SUPPLIED MATERIAL.

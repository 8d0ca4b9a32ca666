// libs/agent-cell/src/state.rs
use std::sync::Arc;

use appointment_cell::AppointmentState;

use crate::services::{AgentService, ChatModel, ToolDispatcher};

pub struct AgentState {
    pub appointments: Arc<AppointmentState>,
    pub agent: AgentService,
}

impl AgentState {
    pub fn new(appointments: Arc<AppointmentState>, model: Arc<dyn ChatModel>) -> Self {
        let config = Arc::clone(&appointments.config);
        let agent = AgentService::new(
            model,
            ToolDispatcher::new(Arc::clone(&appointments)),
            config.agent_history_window,
            config.agent_max_tool_rounds,
        );

        Self { appointments, agent }
    }
}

WORK TO BE COMPLETED.
Once you have read the records, output each one exactly as written.

RESULT FOR THIS EXERCISE.
repository 8d0ca4b9a32ca666
// libs/agent-cell/src/state.rs
use std::sync::Arc;

use appointment_cell::AppointmentState;

use crate::services::{AgentService, ChatModel, ToolDispatcher};

pub struct AgentState {
    pub appointments: Arc<AppointmentState>,
    pub agent: AgentService,
}

impl AgentState {
    pub fn new(appointments: Arc<AppointmentState>, model: Arc<dyn ChatModel>) -> Self {
        let config = Arc::clone(&appointments.config);
        let agent = AgentService::new(
            model,
            ToolDispatcher::new(Arc::clone(&appointments)),
            config.agent_history_window,
            config.agent_max_tool_rounds,
        );

        Self { appointments, agent }
    }
}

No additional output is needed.